- Dataset content
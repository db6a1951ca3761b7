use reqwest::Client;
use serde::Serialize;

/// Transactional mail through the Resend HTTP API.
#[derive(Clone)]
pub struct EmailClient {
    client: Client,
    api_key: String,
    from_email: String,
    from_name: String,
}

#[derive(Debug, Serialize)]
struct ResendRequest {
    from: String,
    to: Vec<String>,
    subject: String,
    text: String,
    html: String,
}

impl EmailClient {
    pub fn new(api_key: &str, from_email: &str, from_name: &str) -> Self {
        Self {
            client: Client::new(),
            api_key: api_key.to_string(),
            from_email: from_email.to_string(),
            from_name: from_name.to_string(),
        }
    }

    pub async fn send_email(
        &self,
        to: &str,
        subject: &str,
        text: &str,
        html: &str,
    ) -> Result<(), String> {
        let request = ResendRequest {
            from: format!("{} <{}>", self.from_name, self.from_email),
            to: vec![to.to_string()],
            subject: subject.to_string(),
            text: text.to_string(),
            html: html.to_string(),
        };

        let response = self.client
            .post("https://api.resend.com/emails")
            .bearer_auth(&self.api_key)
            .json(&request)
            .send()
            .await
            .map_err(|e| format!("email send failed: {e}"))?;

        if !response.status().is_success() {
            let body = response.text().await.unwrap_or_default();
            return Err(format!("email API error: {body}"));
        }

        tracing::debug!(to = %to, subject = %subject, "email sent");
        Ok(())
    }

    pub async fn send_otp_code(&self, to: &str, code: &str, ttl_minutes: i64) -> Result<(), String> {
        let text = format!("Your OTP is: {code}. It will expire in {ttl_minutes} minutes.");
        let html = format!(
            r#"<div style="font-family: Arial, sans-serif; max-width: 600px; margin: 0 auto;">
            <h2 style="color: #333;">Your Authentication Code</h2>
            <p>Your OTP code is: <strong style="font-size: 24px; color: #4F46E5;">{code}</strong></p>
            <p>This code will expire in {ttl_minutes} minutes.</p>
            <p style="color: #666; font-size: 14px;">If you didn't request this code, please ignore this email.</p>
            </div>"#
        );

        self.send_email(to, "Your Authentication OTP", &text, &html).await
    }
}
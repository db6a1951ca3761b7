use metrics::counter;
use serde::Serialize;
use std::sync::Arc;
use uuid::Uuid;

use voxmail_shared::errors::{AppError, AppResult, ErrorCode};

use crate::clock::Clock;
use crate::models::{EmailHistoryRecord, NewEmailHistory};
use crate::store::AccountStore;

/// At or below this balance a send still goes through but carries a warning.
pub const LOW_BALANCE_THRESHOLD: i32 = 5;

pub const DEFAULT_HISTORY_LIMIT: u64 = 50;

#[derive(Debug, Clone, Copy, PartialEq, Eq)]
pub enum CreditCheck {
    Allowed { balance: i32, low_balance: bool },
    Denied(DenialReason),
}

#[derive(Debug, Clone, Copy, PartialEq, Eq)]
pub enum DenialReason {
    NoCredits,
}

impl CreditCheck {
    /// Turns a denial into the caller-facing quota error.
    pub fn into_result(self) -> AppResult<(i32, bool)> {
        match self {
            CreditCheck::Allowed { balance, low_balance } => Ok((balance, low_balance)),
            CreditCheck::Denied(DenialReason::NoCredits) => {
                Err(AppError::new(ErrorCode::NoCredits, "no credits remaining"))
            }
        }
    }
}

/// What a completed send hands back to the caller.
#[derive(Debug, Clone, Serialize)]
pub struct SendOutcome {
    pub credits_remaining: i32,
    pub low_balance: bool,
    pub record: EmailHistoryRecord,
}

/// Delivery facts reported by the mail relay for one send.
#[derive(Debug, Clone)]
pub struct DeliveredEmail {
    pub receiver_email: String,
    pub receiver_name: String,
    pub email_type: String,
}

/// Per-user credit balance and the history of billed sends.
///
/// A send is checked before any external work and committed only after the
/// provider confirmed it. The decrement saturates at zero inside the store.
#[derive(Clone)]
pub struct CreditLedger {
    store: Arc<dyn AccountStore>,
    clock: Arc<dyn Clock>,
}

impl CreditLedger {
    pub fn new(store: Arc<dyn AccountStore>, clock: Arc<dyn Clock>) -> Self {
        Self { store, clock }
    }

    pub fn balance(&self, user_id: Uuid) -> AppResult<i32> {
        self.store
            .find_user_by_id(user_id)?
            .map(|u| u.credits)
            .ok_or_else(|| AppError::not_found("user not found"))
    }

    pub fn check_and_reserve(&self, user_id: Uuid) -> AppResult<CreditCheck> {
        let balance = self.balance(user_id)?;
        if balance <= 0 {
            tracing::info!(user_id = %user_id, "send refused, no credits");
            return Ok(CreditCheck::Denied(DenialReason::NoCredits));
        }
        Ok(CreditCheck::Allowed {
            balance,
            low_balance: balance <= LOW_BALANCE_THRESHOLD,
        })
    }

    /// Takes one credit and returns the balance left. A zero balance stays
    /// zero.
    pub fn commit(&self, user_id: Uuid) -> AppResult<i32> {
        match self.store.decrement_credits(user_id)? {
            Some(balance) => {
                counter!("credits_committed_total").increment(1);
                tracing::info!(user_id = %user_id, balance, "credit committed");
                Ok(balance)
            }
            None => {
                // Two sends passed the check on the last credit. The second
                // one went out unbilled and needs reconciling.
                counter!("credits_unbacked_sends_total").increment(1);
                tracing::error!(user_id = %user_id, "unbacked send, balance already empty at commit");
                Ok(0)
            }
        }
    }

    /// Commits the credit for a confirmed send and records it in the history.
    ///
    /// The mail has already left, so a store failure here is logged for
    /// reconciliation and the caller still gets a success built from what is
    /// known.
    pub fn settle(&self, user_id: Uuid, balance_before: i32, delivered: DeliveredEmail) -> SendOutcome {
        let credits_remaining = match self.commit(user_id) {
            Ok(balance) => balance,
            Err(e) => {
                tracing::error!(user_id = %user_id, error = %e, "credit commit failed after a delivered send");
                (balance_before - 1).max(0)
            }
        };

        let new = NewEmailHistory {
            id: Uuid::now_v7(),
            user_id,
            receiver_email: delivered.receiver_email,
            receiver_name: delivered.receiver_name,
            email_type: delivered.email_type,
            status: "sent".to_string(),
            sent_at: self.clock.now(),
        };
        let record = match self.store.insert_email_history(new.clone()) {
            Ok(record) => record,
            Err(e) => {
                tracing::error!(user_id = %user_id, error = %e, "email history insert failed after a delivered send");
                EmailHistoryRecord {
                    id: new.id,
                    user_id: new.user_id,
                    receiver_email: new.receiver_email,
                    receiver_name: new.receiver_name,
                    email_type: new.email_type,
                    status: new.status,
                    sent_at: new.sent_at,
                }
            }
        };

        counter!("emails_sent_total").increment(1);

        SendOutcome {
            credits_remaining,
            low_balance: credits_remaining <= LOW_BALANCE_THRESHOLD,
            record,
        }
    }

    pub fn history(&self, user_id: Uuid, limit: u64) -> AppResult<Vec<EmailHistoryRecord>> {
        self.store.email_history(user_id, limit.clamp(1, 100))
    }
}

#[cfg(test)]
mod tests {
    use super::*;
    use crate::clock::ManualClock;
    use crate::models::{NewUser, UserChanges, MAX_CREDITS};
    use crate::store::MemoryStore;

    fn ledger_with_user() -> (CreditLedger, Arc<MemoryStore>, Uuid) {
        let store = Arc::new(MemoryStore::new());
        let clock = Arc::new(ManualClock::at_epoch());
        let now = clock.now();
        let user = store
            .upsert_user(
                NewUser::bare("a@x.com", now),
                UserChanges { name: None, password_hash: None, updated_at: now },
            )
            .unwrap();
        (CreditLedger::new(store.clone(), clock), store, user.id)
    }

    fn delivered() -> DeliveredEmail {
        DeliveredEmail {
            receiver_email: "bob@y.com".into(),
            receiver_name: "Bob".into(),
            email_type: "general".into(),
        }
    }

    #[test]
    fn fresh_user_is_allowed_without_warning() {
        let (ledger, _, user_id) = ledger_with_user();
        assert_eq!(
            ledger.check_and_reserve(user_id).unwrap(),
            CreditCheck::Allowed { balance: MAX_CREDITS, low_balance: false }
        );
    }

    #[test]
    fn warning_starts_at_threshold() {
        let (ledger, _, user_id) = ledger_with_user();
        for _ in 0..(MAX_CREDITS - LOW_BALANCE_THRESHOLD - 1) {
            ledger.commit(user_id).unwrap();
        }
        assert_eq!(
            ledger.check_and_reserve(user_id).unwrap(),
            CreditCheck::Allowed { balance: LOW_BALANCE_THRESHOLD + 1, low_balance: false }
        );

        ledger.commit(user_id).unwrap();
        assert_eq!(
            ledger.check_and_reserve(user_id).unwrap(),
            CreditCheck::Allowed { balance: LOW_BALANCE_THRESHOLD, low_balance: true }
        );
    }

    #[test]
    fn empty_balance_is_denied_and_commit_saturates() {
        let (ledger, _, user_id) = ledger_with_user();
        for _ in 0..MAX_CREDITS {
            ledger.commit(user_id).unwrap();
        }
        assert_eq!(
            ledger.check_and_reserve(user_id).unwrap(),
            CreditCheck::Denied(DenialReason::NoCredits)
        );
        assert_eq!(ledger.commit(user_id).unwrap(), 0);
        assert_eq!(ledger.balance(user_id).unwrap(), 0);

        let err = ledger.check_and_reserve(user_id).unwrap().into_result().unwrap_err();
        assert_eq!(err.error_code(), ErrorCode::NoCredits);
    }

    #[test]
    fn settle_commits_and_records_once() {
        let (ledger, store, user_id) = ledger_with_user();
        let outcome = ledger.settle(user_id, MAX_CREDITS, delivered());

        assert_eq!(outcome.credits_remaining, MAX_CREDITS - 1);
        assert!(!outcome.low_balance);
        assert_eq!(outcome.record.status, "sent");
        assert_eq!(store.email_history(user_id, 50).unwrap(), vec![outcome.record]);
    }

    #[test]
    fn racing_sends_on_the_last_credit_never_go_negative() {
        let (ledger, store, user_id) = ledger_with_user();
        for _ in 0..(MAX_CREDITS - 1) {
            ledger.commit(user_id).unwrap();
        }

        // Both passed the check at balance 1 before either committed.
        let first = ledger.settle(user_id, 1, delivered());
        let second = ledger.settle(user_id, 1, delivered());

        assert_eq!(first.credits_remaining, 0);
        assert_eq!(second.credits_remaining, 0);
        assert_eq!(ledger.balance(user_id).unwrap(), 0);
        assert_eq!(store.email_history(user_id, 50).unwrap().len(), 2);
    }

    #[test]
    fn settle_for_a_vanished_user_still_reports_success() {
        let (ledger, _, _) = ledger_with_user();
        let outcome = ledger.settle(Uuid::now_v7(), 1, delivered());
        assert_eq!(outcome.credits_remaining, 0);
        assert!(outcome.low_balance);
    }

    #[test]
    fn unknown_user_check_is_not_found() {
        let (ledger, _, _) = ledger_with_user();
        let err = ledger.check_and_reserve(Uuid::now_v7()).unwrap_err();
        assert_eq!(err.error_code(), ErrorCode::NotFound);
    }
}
---
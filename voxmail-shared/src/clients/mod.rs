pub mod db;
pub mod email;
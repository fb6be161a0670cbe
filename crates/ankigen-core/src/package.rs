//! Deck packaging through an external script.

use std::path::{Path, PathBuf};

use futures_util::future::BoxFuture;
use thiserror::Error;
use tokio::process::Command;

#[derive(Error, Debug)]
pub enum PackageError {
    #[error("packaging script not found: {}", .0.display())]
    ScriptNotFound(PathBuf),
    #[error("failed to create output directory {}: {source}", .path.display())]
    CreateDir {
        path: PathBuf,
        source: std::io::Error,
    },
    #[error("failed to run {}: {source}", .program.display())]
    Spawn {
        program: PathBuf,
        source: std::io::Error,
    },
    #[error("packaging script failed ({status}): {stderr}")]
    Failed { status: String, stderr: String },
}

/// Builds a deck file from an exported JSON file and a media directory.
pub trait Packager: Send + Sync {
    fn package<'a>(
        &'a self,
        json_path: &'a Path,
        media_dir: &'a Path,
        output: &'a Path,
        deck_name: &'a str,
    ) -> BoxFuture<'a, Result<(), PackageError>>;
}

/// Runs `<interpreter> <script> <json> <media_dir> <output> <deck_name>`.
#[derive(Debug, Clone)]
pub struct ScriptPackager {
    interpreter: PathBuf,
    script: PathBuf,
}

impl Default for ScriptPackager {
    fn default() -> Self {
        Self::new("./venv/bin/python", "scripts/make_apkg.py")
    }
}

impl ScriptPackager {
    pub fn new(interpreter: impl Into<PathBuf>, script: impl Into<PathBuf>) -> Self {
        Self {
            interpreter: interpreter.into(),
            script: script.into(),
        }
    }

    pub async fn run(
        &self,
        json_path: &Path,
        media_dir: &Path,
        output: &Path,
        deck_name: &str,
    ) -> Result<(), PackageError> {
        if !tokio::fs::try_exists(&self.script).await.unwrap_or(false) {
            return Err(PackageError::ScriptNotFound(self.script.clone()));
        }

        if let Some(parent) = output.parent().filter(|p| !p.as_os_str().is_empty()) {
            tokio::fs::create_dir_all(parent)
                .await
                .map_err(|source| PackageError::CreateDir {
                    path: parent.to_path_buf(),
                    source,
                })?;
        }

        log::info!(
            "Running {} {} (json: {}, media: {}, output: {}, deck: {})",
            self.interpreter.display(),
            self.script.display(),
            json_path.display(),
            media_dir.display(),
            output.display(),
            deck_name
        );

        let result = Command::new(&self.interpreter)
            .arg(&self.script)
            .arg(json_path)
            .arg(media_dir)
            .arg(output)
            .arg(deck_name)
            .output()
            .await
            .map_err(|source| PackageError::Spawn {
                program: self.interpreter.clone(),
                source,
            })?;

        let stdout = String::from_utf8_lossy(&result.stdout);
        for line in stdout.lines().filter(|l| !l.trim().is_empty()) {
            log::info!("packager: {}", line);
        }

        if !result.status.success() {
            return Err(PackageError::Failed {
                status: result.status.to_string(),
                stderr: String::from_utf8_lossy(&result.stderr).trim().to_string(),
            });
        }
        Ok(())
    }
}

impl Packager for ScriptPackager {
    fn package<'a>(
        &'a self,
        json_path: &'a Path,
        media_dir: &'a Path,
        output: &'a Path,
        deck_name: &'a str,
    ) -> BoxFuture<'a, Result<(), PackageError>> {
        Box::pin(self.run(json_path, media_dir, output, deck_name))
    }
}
...
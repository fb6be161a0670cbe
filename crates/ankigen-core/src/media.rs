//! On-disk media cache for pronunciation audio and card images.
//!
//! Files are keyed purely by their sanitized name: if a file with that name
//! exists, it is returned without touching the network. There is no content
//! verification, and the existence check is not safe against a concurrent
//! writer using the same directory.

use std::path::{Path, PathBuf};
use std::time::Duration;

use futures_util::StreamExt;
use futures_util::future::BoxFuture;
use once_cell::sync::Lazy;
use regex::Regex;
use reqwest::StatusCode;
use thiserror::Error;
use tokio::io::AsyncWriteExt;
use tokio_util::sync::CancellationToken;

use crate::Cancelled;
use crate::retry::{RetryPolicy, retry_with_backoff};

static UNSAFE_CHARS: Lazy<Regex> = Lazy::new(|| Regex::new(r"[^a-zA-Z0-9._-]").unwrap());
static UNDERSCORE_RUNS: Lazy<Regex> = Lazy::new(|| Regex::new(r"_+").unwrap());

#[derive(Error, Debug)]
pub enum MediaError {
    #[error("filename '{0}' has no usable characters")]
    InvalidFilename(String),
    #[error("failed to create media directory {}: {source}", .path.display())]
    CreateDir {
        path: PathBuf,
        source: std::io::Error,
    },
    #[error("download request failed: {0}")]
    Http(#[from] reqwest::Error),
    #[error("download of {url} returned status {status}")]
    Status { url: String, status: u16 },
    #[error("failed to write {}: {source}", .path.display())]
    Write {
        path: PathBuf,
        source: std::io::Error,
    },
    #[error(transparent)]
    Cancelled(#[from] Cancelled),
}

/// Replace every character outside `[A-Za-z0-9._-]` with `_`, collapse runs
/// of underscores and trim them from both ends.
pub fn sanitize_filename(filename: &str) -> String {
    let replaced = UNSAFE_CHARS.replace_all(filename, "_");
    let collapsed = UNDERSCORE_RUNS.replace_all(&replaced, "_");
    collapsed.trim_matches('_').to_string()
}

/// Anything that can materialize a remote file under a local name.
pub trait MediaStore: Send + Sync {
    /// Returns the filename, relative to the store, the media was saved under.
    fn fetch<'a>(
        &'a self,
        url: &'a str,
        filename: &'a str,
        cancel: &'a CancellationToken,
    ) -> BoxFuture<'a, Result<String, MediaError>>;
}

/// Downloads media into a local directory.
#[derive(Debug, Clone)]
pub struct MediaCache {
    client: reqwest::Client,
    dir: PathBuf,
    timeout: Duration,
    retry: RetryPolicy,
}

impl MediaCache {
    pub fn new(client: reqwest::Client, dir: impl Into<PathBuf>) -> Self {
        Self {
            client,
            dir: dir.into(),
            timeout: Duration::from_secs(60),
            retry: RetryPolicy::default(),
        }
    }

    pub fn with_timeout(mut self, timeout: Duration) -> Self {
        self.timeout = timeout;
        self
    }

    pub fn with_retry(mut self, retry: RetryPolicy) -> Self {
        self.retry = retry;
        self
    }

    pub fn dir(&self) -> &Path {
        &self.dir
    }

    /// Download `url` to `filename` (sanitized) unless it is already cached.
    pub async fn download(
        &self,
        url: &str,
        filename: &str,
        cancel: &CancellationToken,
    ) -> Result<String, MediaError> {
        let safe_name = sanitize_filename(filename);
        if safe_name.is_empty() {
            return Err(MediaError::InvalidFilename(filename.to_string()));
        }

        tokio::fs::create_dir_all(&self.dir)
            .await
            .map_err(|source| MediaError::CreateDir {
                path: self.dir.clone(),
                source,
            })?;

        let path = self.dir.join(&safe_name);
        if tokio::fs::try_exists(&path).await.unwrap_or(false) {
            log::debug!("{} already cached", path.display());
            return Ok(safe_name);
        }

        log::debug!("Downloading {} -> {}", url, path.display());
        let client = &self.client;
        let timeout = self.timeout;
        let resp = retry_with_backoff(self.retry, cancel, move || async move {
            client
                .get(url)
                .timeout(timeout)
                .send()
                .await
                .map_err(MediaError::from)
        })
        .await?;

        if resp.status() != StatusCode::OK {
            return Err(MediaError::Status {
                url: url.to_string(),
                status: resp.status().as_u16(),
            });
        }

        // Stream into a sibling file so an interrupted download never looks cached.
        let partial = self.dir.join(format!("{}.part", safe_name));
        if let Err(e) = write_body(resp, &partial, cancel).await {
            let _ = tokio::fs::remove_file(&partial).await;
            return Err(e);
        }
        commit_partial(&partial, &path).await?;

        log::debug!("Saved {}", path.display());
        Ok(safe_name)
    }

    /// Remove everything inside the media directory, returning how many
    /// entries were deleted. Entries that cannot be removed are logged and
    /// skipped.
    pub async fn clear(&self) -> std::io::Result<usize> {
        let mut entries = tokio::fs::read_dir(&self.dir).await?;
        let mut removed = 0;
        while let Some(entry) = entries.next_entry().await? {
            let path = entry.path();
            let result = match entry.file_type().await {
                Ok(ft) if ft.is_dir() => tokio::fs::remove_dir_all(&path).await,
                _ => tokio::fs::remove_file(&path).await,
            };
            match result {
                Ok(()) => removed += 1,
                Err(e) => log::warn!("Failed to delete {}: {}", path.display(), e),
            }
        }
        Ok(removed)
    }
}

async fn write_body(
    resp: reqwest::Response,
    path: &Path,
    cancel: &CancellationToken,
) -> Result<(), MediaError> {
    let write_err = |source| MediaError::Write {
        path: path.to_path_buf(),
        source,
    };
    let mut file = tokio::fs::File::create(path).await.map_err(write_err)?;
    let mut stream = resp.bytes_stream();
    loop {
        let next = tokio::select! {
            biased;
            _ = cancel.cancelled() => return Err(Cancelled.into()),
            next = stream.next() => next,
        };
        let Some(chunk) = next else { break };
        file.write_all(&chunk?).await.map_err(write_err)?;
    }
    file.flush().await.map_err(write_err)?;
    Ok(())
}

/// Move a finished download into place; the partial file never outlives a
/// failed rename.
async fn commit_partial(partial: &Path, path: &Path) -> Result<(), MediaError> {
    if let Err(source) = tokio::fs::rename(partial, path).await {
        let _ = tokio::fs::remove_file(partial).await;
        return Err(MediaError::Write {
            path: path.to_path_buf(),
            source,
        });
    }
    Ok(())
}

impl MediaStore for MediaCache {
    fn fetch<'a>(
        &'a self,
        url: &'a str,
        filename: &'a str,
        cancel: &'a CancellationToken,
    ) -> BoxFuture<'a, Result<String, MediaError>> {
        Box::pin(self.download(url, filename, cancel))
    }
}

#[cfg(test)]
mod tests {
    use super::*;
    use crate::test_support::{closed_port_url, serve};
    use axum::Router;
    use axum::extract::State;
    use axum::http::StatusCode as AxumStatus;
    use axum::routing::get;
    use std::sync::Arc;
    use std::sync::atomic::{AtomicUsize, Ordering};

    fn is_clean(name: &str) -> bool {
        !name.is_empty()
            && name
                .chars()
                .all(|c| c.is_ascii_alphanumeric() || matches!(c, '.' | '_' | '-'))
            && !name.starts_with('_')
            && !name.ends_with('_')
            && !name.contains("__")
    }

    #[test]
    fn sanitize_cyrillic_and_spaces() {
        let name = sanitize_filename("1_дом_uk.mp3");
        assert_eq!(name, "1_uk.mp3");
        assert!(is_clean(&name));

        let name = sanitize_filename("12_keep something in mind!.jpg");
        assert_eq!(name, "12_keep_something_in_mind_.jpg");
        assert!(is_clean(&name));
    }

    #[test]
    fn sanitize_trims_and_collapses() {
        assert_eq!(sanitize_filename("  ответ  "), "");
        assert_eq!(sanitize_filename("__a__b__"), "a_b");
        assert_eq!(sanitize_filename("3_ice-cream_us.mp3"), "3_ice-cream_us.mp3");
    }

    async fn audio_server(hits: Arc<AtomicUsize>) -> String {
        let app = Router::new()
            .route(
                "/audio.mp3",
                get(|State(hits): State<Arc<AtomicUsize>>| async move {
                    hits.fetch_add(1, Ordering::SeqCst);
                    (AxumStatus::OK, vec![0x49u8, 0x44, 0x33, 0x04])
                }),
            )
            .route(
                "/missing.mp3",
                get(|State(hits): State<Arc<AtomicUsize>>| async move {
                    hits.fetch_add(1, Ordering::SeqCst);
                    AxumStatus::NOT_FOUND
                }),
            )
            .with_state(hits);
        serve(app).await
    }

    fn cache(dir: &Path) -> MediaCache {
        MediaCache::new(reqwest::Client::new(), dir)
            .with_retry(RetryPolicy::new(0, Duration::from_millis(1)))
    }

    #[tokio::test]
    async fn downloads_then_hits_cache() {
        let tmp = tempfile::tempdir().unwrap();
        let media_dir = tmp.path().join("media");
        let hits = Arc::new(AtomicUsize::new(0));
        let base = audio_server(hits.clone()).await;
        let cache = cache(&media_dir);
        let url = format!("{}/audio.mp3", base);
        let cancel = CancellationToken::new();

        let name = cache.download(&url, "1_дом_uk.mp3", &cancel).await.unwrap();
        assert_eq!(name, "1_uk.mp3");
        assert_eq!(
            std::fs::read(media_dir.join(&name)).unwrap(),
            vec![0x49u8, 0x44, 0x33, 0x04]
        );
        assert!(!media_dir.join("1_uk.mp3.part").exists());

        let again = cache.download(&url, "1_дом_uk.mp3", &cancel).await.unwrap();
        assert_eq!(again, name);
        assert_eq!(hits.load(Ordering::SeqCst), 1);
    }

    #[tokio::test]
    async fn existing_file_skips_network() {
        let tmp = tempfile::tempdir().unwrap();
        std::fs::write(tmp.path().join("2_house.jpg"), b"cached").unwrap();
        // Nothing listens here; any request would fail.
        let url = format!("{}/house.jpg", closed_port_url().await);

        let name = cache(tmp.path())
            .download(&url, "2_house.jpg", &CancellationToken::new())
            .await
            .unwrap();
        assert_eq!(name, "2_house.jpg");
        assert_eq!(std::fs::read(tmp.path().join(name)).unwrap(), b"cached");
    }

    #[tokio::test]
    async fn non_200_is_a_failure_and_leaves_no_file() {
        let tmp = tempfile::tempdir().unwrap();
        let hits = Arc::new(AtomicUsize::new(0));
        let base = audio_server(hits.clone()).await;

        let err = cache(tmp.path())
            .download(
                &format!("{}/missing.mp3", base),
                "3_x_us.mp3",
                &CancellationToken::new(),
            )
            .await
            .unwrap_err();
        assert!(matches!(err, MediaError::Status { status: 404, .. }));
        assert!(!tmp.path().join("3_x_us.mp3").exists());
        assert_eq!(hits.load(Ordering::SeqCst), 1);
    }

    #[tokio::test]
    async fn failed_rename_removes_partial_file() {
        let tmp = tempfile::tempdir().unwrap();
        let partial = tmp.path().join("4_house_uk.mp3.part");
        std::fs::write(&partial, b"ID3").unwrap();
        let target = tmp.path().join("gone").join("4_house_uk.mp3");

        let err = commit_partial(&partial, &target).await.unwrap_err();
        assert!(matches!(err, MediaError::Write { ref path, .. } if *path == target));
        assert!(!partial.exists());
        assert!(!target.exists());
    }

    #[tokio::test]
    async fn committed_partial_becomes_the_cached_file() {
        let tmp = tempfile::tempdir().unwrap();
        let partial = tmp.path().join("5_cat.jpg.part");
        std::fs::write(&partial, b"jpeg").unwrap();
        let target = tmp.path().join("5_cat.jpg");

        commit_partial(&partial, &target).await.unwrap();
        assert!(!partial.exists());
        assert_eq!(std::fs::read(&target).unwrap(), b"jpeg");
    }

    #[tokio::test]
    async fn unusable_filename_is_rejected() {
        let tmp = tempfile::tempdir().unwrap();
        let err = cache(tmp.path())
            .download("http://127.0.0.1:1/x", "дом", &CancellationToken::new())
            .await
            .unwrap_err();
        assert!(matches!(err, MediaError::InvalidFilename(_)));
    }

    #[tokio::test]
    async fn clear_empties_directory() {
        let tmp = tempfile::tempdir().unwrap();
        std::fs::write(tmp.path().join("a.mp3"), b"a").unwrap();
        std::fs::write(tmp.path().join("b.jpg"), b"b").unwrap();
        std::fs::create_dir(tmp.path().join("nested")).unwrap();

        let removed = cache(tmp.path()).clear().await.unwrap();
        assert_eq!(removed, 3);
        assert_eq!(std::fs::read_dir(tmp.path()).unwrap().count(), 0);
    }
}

- Directions
Scan the material above for the string "zero". Return each line where it occurs.

- Answer box
/// provider confirmed it. The decrement saturates at zero inside the store.
    /// Takes one credit and returns the balance left. A zero balance stays
    /// zero.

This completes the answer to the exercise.